In my experience it has nothing to do with telephones or flyers, I don't know anyone who works that way. If you don't have enough real world experience and connections for people to be calling YOU, you need to get in on the ground floor somewhere. Take any internship you can get, work with people, if you're smart and capable you'll do fine.
posted by mattsweaters at 11:21 AM on November 13, 2008 [1 favorite]


Response by poster: Thanks for the replies... I was pretty sure the "hustler" analogy would play better lol. I'm well aware of the connotation, but that type of fearlessness that you see with a Jay-Z, or a 50-Cent... like em or love em (and believe me, I do NOT condone bambozleling other people), they approach networking with a sort of dauntless attitude. I like some of the tips to gain that.
posted by FireStyle at 12:14 PM on November 13, 2008


Yeah, you know when an individual is getting 250+ phone calls a day, which they do in the average large agency, and 100+, which they do in a film development/production environment, there is no amount of cold-call style phone hustling you can do that will matter. Phone time is precious and email is easily ignored. Whatever it is that you want to do, you have to go and find a way to put yourself in that environment as much and as often you can. Internships are a great way if you can afford to work for free. Follow the job lists and ask around about jobs. Look to collaborate on side-projects of people who have slightly better jobs and more experience than you. Ask your established contacts to keep their ear to the ground. Work the parties, but do not party. Remember, on the production end, you do not want to be dauntless as much as you want to be smart and strategic in self-promotion. Take the little opportunities, be gracious to everyone you meet, and always produce the best work you can possibly produce.
posted by mrmojoflying at 12:41 PM on November 13, 2008


I gained total phone confidence after working in cold calling people (who really don't want to hear from you - it was market research - telesales would've been even worse). Still today though, if I'm really nervous before an important call, I make a brief list of keywords of things I want to say. Just as you would before doing a presentation. You will appear to talk freely - the keywords help you along and you can fall back on them in case your mind goes blank for nervousness. If you were desperate to practice you could always call up random people and pretend to sell double glazing. Heh.
posted by yoHighness at 2:35 PM on November 13, 2008 [2 favorites]


Set an Arbitrary Number of Suck. Tell yourself, for example, that you'll have to make 100 phone calls before you get one meeting.
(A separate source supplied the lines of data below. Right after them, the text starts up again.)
//! Scripted scenarios for end-to-end runs against the real physics backend.
//!
//! Selected with `SLINGSHOT_TEST=<name>`.  A scenario replaces the level
//! catalog, feeds a fixed [`PlayerInput`] script frame by frame, records what
//! happened, and prints a PASS/FAIL verdict when its frame limit is reached.
//!
//! | Name            | Script                                           | Passes when                        |
//! |-----------------|--------------------------------------------------|------------------------------------|
//! | `slingshot_hit` | one flat shot at a lone target                   | level won with 3 stars             |
//! | `catapult_drop` | stage, draw a ramp, drop onto it                 | ramp built, turn settled back idle |
//! | `ramp_expiry`   | stage, draw a ramp, wait                         | ramp removed, projectile still staged |
//! | `split_shot`    | lob a Blue projectile and split it mid-flight    | three children observed            |

use crate::catapult::CatapultStage;
use crate::collision::Score;
use crate::config::GameConfig;
use crate::game::GameplaySet;
use crate::input::PlayerInput;
use crate::launch::{LaunchSession, TurnPhase, TurnReady};
use crate::level::{load_level_catalog, request_first_level, LevelCatalog, LevelData};
use crate::progress::{LevelWon, Progress};
use crate::projectile::{Projectile, ProjectileVariant};
use crate::ramp::Ramp;
use bevy::prelude::*;
use std::io::Write;

pub const SCENARIO_ENV: &str = "SLINGSHOT_TEST";

#[derive(Resource, Debug, Clone)]
pub struct ScenarioConfig {
    pub enabled: bool,
    pub name: String,
    pub frame_limit: u32,
    pub frame_count: u32,
    /// `(frame, input)` pairs, sorted by frame.
    pub script: Vec<(u32, PlayerInput)>,
    pub level: Option<LevelData>,
}

impl Default for ScenarioConfig {
    fn default() -> Self {
        Self {
            enabled: false,
            name: String::new(),
            frame_limit: 100,
            frame_count: 0,
            script: Vec::new(),
            level: None,
        }
    }
}

/// One-way flags set by [`scenario_observer_system`].
#[derive(Resource, Debug, Default)]
pub struct ScenarioObservations {
    pub ramp_seen: bool,
    pub ramp_gone_after_seen: bool,
    pub went_in_flight: bool,
    pub turns_ready: u32,
    pub max_projectiles: usize,
    pub won: Option<LevelWon>,
}

fn lone_target(x: f32) -> LevelData {
    LevelData {
        targets: vec![[x, 35.0]],
        obstacles: Vec::new(),
        description: "scenario".to_string(),
    }
}

/// Build the named scenario.  `None` for unknown names.
pub fn scenario(name: &str) -> Option<ScenarioConfig> {
    use PlayerInput::*;
    let (frame_limit, script, level) = match name {
        "slingshot_hit" => (
            180,
            vec![
                (5, PointerDown(Vec2::new(300.0, 60.0))),
                (6, PointerDrag(Vec2::new(250.0, 60.0))),
                (7, PointerUp(Vec2::new(200.0, 60.0))),
            ],
            lone_target(400.0),
        ),
        "catapult_drop" => (
            480,
            vec![
                (5, ToggleMode),
                (6, PointerDown(Vec2::new(300.0, 300.0))),
                (8, PointerDown(Vec2::new(250.0, 260.0))),
                (9, PointerDrag(Vec2::new(350.0, 200.0))),
                (10, PointerDrag(Vec2::new(450.0, 140.0))),
                (11, PointerUp(Vec2::new(550.0, 100.0))),
                (15, PointerDown(Vec2::new(280.0, 100.0))),
            ],
            lone_target(1200.0),
        ),
        "ramp_expiry" => (
            360,
            vec![
                (5, ToggleMode),
                (6, PointerDown(Vec2::new(300.0, 300.0))),
                (8, PointerDown(Vec2::new(250.0, 260.0))),
                (9, PointerDrag(Vec2::new(350.0, 200.0))),
                (10, PointerUp(Vec2::new(450.0, 140.0))),
            ],
            lone_target(1200.0),
        ),
        "split_shot" => (
            120,
            vec![
                (5, SelectVariant(ProjectileVariant::Split)),
                (6, PointerDown(Vec2::new(300.0, 200.0))),
                (7, PointerUp(Vec2::new(220.0, 120.0))),
                (20, TriggerAbility),
            ],
            lone_target(1600.0),
        ),
        _ => return None,
    };
    Some(ScenarioConfig {
        enabled: true,
        name: name.to_string(),
        frame_limit,
        frame_count: 0,
        script,
        level: Some(level),
    })
}

pub fn configure_scenario(app: &mut App, name: &str) {
    let config = scenario(name).unwrap_or_else(|| {
        eprintln!("⚠ Unknown scenario '{name}', running slingshot_hit");
        scenario("slingshot_hit").unwrap_or_default()
    });
    println!("Running scenario: {}", config.name);

    app.insert_resource(config)
        .init_resource::<ScenarioObservations>()
        .add_systems(
            Startup,
            install_scenario_level
                .after(load_level_catalog)
                .before(request_first_level),
        )
        .add_systems(Update, scenario_script_system.before(GameplaySet))
        .add_systems(
            Update,
            (scenario_observer_system, scenario_verification_system)
                .chain()
                .after(GameplaySet),
        );
}

fn install_scenario_level(scenario: Res<ScenarioConfig>, mut catalog: ResMut<LevelCatalog>) {
    if let Some(level) = scenario.level.clone() {
        catalog.levels = vec![level];
    }
}

/// Advance the frame counter and replay this frame's inputs.
pub fn scenario_script_system(
    mut scenario: ResMut<ScenarioConfig>,
    mut out: MessageWriter<PlayerInput>,
) {
    if !scenario.enabled {
        return;
    }
    scenario.frame_count += 1;
    let frame = scenario.frame_count;
    for (_, input) in scenario.script.iter().filter(|(f, _)| *f == frame) {
        println!("[Frame {frame}] input {input:?}");
        out.write(*input);
    }
}

pub fn scenario_observer_system(
    scenario: Res<ScenarioConfig>,
    session: Res<LaunchSession>,
    mut obs: ResMut<ScenarioObservations>,
    mut ready: MessageReader<TurnReady>,
    mut won: MessageReader<LevelWon>,
    ramps: Query<(), With<Ramp>>,
    projectiles: Query<(), With<Projectile>>,
) {
    if !scenario.enabled {
        return;
    }
    let ramp_present = !ramps.is_empty();
    if ramp_present {
        obs.ramp_seen = true;
    } else if obs.ramp_seen {
        obs.ramp_gone_after_seen = true;
    }
    if session.phase() != TurnPhase::Idle {
        obs.went_in_flight = true;
    }
    obs.turns_ready += ready.read().count() as u32;
    obs.max_projectiles = obs.max_projectiles.max(projectiles.iter().count());
    if let Some(w) = won.read().last() {
        obs.won = Some(*w);
    }
}

pub fn scenario_verification_system(
    scenario: Res<ScenarioConfig>,
    obs: Res<ScenarioObservations>,
    session: Res<LaunchSession>,
    progress: Res<Progress>,
    score: Res<Score>,
    config: Res<GameConfig>,
    mut exit: MessageWriter<AppExit>,
) {
    if !scenario.enabled || scenario.frame_count != scenario.frame_limit {
        return;
    }

    println!("\n╔════════════════════════════════════════════╗");
    println!("║           SCENARIO COMPLETE                ║");
    println!("╚════════════════════════════════════════════╝");
    println!("Scenario: {}", scenario.name);
    println!("Frames:   {} ({:.2}s simulated)", scenario.frame_count, scenario.frame_count as f32 * config.physics_dt);
    println!("Score:    {} ({} targets)", score.points, score.targets_destroyed);
    println!("Shots:    {}", progress.projectiles_used);
    println!("Observed: {obs:?}");

    let (pass, detail) = match scenario.name.as_str() {
        "slingshot_hit" => (
            progress.stars == Some(3) && score.targets_destroyed == 1,
            format!("stars={:?}", progress.stars),
        ),
        "catapult_drop" => (
            obs.ramp_seen
                && obs.went_in_flight
                && obs.turns_ready >= 1
                && session.phase() == TurnPhase::Idle
                && progress.projectiles_used == 1,
            format!("phase={:?} turns_ready={}", session.phase(), obs.turns_ready),
        ),
        "ramp_expiry" => (
            obs.ramp_gone_after_seen
                && session.catapult_stage() == CatapultStage::Loaded
                && !obs.went_in_flight,
            format!("stage={:?}", session.catapult_stage()),
        ),
        "split_shot" => (
            obs.max_projectiles == 3,
            format!("max projectiles alive={}", obs.max_projectiles),
        ),
        other => (false, format!("no verdict for '{other}'")),
    };

    if pass {
        println!("✓ PASS: {} ({detail})", scenario.name);
    } else {
        println!("✗ FAIL: {} ({detail})", scenario.name);
    }
    let _ = std::io::stdout().flush();
    exit.write(if pass {
        AppExit::Success
    } else {
        AppExit::from_code(1)
    });
}

#[cfg(test)]
mod tests {
    use super::*;

    #[test]
    fn every_named_scenario_has_an_ordered_script() {
        for name in ["slingshot_hit", "catapult_drop", "ramp_expiry", "split_shot"] {
            let s = scenario(name).unwrap();
            assert!(s.enabled);
            assert!(s.script.windows(2).all(|w| w[0].0 <= w[1].0));
            assert!(s.script.iter().all(|(f, _)| *f < s.frame_limit));
            assert!(s.level.unwrap().validate(0).is_ok());
        }
        assert!(scenario("nope").is_none());
    }
}
//! Rendering: camera, HUD text, and gizmo drawing of the playfield.
//!
//! ## System Responsibilities
//!
//! | System                     | Schedule | Purpose                                   |
//! |----------------------------|----------|-------------------------------------------|
//! | `setup_camera`             | Startup  | 2-D camera centred on the playfield        |
//! | `setup_hud`                | Startup  | Status line (top-left) and key help        |
//! | `hud_display_system`       | Update   | Refresh the status line when state changes |
//! | `attach_popup_text_system` | Update   | Give new score popups their `Text2d`       |
//! | `gizmo_rendering_system`   | Update   | Bodies, ramp, live stroke, aim line        |
//!
//! Nothing here feeds back into gameplay, and the whole plugin is skipped in
//! headless runs.

use crate::catapult::{CatapultBase, CatapultStage};
use crate::collision::{Score, ScorePopup};
use crate::config::GameConfig;
use crate::input::MainCamera;
use crate::launch::{LaunchMode, LaunchSession, TurnPhase};
use crate::level::{Floor, LevelCatalog, Obstacle, Target};
use crate::progress::Progress;
use crate::projectile::Projectile;
use crate::ramp::Ramp;
use bevy::prelude::*;

#[derive(Component)]
pub struct HudDisplay;

pub struct RenderingPlugin;

impl Plugin for RenderingPlugin {
    fn build(&self, app: &mut App) {
        app.insert_resource(ClearColor(Color::srgb(0.55, 0.78, 0.95)))
            .add_systems(Startup, (setup_camera, setup_hud))
            .add_systems(
                Update,
                (
                    hud_display_system,
                    attach_popup_text_system,
                    gizmo_rendering_system,
                ),
            );
    }
}

// ── Startup ──────────────────────────────────────────────────────────────────

pub fn setup_camera(mut commands: Commands, config: Res<GameConfig>) {
    commands.spawn((
        Camera2d,
        MainCamera,
        Transform::from_xyz(config.world_width / 2.0, config.world_height / 2.0, 0.0),
    ));
}

/// Spawn the status line and the key-binding help under it.
pub fn setup_hud(mut commands: Commands, config: Res<GameConfig>) {
    commands
        .spawn((
            Node {
                position_type: PositionType::Absolute,
                left: Val::Px(10.0),
                top: Val::Px(10.0),
                ..default()
            },
            HudDisplay,
        ))
        .with_children(|parent| {
            parent.spawn((
                Text::new(""),
                TextFont {
                    font_size: config.hud_font_size,
                    ..default()
                },
                TextColor(Color::srgb(0.1, 0.1, 0.15)),
            ));
        });

    commands
        .spawn(Node {
            position_type: PositionType::Absolute,
            left: Val::Px(10.0),
            bottom: Val::Px(10.0),
            ..default()
        })
        .with_children(|parent| {
            parent.spawn((
                Text::new(
                    "Drag: aim / draw ramp   1-3: projectile   C: mode   \
                     Space: ability   R: restart   Enter: next level",
                ),
                TextFont {
                    font_size: config.hud_font_size * 0.7,
                    ..default()
                },
                TextColor(Color::srgba(0.1, 0.1, 0.15, 0.8)),
            ));
        });
}

// ── HUD ──────────────────────────────────────────────────────────────────────

/// One-line summary of the attempt.
pub fn hud_text(
    score: &Score,
    session: &LaunchSession,
    progress: &Progress,
    level_count: usize,
) -> String {
    let mut line = format!(
        "Level {}/{}   Score: {}   Shots: {}   Mode: {}   Projectile: {}",
        progress.level + 1,
        level_count,
        score.points,
        progress.projectiles_used,
        session.mode().label(),
        session.variant().label(),
    );
    if session.mode() == LaunchMode::Catapult {
        let stage = match session.catapult_stage() {
            CatapultStage::Empty => "click to load",
            CatapultStage::Loaded => "draw a ramp",
            CatapultStage::DrawingRamp => "drawing",
            CatapultStage::RampReady => "click to drop",
        };
        line.push_str(&format!("   Catapult: {stage}"));
    }
    match session.phase() {
        TurnPhase::Idle => {}
        TurnPhase::InFlight => line.push_str("   (in flight)"),
        TurnPhase::Settling => line.push_str("   (settling)"),
    }
    if let Some(stars) = progress.stars {
        let filled = "*".repeat(stars as usize);
        let empty = "-".repeat(3 - stars.min(3) as usize);
        line.push_str(&format!("\nLevel cleared! [{filled}{empty}]  Enter: next   R: retry"));
    } else if !progress.loaded {
        line.push_str("\nLevel failed to load");
    }
    line
}

pub fn hud_display_system(
    score: Res<Score>,
    session: Res<LaunchSession>,
    progress: Res<Progress>,
    catalog: Res<LevelCatalog>,
    parent_query: Query<&Children, With<HudDisplay>>,
    mut text_query: Query<&mut Text>,
) {
    if !(score.is_changed() || session.is_changed() || progress.is_changed()) {
        return;
    }
    let line = hud_text(&score, &session, &progress, catalog.len());
    for children in parent_query.iter() {
        for child in children.iter() {
            if let Ok(mut text) = text_query.get_mut(child) {
                *text = Text::new(line.clone());
            }
        }
    }
}

pub fn attach_popup_text_system(
    mut commands: Commands,
    config: Res<GameConfig>,
    popups: Query<(Entity, &ScorePopup), Added<ScorePopup>>,
) {
    for (entity, popup) in popups.iter() {
        commands.entity(entity).insert((
            Text2d::new(format!("+{}", popup.value)),
            TextFont {
                font_size: config.hud_font_size,
                ..default()
            },
            TextColor(Color::srgb(1.0, 0.85, 0.1)),
        ));
    }
}

// ── Gizmos ───────────────────────────────────────────────────────────────────

#[allow(clippy::too_many_arguments)]
pub fn gizmo_rendering_system(
    mut gizmos: Gizmos,
    config: Res<GameConfig>,
    session: Res<LaunchSession>,
    floors: Query<&Floor>,
    bases: Query<&CatapultBase>,
    targets: Query<&Transform, With<Target>>,
    obstacles: Query<&Transform, With<Obstacle>>,
    projectiles: Query<(&Transform, &Projectile)>,
    ramps: Query<&Ramp>,
) {
    for floor in floors.iter() {
        gizmos.line_2d(
            Vec2::new(0.0, floor.y),
            Vec2::new(floor.width, floor.y),
            Color::srgb(0.25, 0.45, 0.2),
        );
    }

    for base in bases.iter() {
        let [a, b, c] = base.vertices;
        let color = Color::srgb(0.45, 0.3, 0.15);
        gizmos.line_2d(a, b, color);
        gizmos.line_2d(b, c, color);
        gizmos.line_2d(c, a, color);
    }

    for transform in targets.iter() {
        gizmos.circle_2d(
            transform.translation.truncate(),
            config.target_radius,
            Color::srgb(0.3, 0.75, 0.25),
        );
    }

    let half = Vec2::new(config.obstacle_half_width, config.obstacle_half_height);
    for transform in obstacles.iter() {
        gizmos.rect_2d(
            Isometry2d::new(
                transform.translation.truncate(),
                Rot2::radians(transform.rotation.to_euler(EulerRot::ZYX).0),
            ),
            half * 2.0,
            Color::srgb(0.6, 0.45, 0.3),
        );
    }

    for (transform, projectile) in projectiles.iter() {
        let pos = transform.translation.truncate();
        let color = projectile.variant.color();
        gizmos.circle_2d(pos, config.projectile_radius, color);
        if projectile.ability.is_some_and(|a| !a.used) && projectile.in_flight {
            gizmos.circle_2d(pos, config.projectile_radius + 4.0, color.with_alpha(0.4));
        }
    }

    let ramp_color = Color::srgb(0.35, 0.25, 0.2);
    for ramp in ramps.iter() {
        for pair in ramp.points.windows(2) {
            gizmos.line_2d(pair[0], pair[1], ramp_color);
        }
        for p in &ramp.points {
            gizmos.circle_2d(*p, ramp.thickness, ramp_color.with_alpha(0.25));
        }
    }

    let stroke = session.catapult().ramp().stroke();
    for pair in stroke.windows(2) {
        gizmos.line_2d(pair[0], pair[1], Color::srgba(0.35, 0.25, 0.2, 0.6));
    }

    if let Some(aim) = session.aim() {
        gizmos.line_2d(aim.start, aim.end, Color::srgb(0.9, 0.2, 0.2));
        gizmos.circle_2d(aim.start, 4.0, Color::srgb(0.9, 0.2, 0.2));
    }
}

#[cfg(test)]
mod tests {
    use super::*;

    #[test]
    fn hud_reports_mode_and_win() {
        let mut session = LaunchSession::default();
        let mut progress = Progress {
            loaded: true,
            par: 1,
            ..Default::default()
        };
        let score = Score::default();

        let line = hud_text(&score, &session, &progress, 5);
        assert!(line.starts_with("Level 1/5"));
        assert!(line.contains("Mode: Slingshot"));
        assert!(!line.contains("Catapult:"));

        session.toggle_mode();
        progress.stars = Some(2);
        let line = hud_text(&score, &session, &progress, 5);
        assert!(line.contains("Catapult: click to load"));
        assert!(line.contains("[**-]"));
    }
}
Well, if you want the one meeting, you better crank through those 99 calls it will take you to get there, hadn't you?

Seriously, if you don't make the calls, nobody can ever say yes, so you just need to make the calls. The trick with the Arbitrary Number of Suck is that when you get shot down, you get to say "woo hoo!" and cross another one off the list, moving ever closer towards your numeric goal.
posted by DarlingBri at 3:13 PM on November 13, 2008


I´ve been advised ¨you have to hustle¨, but it would never have been described as ¨you need to be a hustler¨. Very different connotations.

Fear of rejection? It´s like dating, you need to get out there and do it anyhow.